THE PROBLEM: From the entries that follow, gather each line holding the word "found".

EXERCISE DATA:
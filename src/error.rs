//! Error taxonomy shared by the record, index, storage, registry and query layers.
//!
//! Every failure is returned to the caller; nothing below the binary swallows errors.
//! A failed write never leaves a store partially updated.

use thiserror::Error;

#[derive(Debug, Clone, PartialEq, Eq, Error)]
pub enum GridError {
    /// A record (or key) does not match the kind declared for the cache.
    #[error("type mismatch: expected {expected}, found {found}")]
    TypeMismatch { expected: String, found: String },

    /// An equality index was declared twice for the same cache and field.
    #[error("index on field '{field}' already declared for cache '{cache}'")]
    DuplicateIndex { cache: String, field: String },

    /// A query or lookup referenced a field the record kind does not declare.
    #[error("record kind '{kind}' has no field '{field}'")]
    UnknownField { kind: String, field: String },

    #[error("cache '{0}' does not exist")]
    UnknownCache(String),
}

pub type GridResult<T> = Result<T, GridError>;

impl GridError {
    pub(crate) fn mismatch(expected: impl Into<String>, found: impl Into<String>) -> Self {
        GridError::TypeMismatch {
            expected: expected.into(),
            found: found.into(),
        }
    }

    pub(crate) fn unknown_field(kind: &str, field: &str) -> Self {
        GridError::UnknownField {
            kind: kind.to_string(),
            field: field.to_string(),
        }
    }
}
--
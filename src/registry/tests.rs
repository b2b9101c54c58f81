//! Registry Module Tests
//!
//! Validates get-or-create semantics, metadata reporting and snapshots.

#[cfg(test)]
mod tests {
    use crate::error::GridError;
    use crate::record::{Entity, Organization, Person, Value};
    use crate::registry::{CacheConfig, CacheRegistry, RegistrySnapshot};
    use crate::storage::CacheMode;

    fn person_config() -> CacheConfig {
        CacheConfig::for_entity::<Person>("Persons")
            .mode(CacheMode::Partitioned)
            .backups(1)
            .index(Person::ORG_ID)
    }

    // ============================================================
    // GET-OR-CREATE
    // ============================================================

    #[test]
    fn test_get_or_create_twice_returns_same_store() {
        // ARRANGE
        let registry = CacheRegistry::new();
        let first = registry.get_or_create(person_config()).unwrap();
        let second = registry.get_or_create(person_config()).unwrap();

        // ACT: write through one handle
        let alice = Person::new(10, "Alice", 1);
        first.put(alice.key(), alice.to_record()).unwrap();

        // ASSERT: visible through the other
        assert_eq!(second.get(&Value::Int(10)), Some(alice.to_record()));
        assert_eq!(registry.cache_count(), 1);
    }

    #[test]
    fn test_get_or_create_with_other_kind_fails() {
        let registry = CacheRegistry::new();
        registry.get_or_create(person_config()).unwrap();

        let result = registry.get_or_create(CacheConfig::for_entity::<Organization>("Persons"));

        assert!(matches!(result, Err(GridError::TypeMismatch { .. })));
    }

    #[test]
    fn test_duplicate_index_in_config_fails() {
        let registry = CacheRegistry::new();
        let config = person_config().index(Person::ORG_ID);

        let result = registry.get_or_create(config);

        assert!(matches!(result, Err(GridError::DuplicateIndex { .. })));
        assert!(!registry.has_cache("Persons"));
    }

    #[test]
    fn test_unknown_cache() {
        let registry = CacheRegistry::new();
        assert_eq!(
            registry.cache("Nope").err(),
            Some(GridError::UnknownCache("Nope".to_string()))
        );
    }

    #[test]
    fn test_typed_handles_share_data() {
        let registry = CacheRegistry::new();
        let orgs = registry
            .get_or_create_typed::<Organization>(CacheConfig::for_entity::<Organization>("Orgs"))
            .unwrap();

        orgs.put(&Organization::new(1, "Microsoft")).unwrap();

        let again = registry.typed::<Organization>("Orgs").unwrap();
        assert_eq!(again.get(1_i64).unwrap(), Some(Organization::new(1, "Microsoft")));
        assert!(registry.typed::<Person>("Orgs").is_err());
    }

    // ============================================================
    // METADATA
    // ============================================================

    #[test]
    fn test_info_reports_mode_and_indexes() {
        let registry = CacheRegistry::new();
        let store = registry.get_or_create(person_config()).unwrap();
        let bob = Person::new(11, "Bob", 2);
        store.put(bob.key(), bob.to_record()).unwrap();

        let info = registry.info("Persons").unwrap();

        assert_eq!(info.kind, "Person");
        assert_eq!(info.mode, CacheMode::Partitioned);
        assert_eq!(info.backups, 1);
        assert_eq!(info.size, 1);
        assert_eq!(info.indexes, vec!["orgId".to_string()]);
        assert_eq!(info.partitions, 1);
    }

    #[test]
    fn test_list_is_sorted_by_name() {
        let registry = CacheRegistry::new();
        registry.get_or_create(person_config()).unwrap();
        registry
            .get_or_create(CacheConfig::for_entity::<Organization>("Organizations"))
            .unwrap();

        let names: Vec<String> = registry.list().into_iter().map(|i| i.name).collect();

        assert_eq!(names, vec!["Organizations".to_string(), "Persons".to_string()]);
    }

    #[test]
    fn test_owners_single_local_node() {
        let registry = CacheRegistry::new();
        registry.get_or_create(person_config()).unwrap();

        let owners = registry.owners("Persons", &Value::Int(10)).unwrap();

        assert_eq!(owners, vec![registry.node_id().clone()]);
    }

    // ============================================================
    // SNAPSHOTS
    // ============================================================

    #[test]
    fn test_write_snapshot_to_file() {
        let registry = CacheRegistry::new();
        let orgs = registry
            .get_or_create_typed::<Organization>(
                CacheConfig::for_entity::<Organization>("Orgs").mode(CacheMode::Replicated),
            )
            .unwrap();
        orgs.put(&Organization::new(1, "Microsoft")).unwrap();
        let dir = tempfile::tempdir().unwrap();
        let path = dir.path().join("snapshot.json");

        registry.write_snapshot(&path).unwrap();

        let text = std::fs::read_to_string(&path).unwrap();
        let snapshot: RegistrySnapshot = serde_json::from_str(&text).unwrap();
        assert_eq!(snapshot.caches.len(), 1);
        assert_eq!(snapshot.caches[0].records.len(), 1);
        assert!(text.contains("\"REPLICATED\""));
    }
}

RESPONSE AREA:
    #[error("type mismatch: expected {expected}, found {found}")]
    TypeMismatch { expected: String, found: String },
    pub(crate) fn mismatch(expected: impl Into<String>, found: impl Into<String>) -> Self {
            found: found.into(),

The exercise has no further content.